● **What you have to do**
Among the entries below, how many lines hold "RequestMode"? Reply with the number only.

● **Data extracts**
—————

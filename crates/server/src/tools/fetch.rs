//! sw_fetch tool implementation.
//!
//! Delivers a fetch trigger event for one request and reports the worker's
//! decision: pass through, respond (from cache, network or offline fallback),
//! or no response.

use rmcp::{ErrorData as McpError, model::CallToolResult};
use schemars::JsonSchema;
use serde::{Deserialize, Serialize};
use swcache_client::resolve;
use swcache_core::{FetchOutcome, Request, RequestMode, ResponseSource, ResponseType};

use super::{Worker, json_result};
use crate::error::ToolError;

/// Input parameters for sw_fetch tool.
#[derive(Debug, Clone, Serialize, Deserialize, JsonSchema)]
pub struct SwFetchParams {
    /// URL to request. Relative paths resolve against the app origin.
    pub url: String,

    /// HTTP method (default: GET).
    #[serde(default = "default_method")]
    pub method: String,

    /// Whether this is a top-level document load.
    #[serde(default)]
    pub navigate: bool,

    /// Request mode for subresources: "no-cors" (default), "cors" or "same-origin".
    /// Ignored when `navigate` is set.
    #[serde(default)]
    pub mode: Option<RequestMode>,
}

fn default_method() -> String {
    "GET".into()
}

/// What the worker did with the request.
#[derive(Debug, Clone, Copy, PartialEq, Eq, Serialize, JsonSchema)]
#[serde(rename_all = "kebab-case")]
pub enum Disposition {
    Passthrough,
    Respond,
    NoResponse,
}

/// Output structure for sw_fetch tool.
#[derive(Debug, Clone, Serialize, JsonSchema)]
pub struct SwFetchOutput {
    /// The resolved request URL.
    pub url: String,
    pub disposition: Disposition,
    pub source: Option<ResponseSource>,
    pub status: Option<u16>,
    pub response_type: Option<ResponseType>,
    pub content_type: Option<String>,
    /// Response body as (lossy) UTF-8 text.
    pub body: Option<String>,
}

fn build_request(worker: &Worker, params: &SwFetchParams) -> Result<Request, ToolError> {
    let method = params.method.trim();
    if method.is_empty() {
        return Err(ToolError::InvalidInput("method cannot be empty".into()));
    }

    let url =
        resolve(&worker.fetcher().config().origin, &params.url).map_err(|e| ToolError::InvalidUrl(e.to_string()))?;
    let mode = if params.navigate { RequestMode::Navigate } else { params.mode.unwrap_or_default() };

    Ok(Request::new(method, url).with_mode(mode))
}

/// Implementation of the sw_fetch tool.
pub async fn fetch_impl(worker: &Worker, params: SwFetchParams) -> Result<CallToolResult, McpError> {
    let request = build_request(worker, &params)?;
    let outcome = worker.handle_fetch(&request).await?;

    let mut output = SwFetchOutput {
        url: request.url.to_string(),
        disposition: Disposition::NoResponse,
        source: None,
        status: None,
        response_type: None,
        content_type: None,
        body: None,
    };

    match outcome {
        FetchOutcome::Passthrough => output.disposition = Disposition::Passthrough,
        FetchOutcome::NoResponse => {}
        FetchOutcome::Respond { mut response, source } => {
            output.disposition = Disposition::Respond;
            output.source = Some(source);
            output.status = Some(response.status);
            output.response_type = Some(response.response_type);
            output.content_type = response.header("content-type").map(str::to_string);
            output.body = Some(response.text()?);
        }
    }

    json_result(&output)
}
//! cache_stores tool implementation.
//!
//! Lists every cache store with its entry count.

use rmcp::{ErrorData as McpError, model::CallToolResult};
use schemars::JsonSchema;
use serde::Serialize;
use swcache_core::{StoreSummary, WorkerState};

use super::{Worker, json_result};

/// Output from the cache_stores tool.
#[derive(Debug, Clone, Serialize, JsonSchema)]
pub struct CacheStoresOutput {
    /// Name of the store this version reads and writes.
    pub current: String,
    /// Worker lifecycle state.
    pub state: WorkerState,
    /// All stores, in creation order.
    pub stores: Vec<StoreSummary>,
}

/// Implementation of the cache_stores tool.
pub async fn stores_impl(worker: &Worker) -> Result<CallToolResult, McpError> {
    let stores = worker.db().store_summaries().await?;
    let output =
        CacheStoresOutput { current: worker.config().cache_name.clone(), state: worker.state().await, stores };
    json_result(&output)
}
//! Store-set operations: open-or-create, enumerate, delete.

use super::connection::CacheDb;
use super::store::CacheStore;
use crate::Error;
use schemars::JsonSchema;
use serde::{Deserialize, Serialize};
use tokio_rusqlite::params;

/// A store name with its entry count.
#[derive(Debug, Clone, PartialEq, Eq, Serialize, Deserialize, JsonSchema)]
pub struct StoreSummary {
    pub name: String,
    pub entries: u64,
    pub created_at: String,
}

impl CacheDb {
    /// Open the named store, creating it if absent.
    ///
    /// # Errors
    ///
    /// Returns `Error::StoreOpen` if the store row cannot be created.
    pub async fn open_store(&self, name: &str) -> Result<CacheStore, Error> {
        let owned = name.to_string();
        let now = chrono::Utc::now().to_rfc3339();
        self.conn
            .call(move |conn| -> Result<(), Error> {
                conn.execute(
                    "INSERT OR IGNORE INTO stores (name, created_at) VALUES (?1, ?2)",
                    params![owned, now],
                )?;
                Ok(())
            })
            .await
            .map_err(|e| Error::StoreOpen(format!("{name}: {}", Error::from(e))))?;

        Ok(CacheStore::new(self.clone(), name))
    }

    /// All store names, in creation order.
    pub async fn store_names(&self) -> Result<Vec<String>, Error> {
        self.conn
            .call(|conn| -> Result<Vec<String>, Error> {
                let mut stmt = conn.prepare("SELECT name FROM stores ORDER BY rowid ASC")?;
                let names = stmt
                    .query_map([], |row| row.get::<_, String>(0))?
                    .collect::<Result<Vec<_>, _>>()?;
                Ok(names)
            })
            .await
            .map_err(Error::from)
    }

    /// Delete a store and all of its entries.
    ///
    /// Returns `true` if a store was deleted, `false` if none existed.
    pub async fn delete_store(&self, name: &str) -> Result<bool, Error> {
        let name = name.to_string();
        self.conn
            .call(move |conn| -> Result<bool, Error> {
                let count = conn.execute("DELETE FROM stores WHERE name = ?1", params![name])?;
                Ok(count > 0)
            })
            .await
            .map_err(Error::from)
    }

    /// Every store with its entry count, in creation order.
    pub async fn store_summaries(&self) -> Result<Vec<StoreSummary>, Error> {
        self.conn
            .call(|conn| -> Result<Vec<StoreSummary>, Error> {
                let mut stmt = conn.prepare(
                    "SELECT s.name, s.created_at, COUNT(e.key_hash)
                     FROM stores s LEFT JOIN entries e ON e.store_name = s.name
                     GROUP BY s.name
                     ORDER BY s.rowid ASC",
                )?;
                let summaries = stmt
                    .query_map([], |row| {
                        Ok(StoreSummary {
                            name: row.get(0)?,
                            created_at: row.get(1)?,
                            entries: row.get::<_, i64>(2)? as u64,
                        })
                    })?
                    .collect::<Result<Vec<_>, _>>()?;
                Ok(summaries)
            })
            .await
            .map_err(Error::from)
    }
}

—————

● **Answer**
3